Stored items:
-- Opening Marker --

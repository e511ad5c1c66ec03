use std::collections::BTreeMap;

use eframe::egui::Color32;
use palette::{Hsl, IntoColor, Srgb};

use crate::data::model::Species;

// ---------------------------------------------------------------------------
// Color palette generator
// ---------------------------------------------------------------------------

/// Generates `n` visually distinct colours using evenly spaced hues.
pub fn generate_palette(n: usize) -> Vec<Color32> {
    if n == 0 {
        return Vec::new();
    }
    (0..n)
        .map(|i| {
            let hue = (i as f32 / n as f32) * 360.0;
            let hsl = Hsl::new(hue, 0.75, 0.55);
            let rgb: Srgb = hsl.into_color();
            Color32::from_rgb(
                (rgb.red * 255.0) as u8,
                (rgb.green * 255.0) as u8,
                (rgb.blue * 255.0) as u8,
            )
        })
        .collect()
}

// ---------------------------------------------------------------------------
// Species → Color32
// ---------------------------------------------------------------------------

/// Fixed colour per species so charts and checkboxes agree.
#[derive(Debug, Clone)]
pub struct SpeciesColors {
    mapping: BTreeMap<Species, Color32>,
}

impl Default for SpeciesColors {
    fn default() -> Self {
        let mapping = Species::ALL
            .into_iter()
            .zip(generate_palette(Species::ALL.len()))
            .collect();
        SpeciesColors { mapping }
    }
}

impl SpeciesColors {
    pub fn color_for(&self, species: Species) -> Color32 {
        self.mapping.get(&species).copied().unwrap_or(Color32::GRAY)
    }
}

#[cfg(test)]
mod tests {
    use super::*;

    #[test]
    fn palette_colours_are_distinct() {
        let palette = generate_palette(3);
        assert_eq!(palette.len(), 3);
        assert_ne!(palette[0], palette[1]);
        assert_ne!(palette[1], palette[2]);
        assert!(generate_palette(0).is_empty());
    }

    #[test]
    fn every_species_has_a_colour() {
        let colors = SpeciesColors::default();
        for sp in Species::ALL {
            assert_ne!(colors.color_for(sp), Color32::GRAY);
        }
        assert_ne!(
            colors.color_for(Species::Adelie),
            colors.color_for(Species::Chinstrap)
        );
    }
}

-- Closing Marker --

→ WHAT THE TASK REQUIRES
Note every line of the records that holds the word "Srgb", and copy it.

→ ANSWER SECTION
use palette::{Hsl, IntoColor, Srgb};
            let rgb: Srgb = hsl.into_color();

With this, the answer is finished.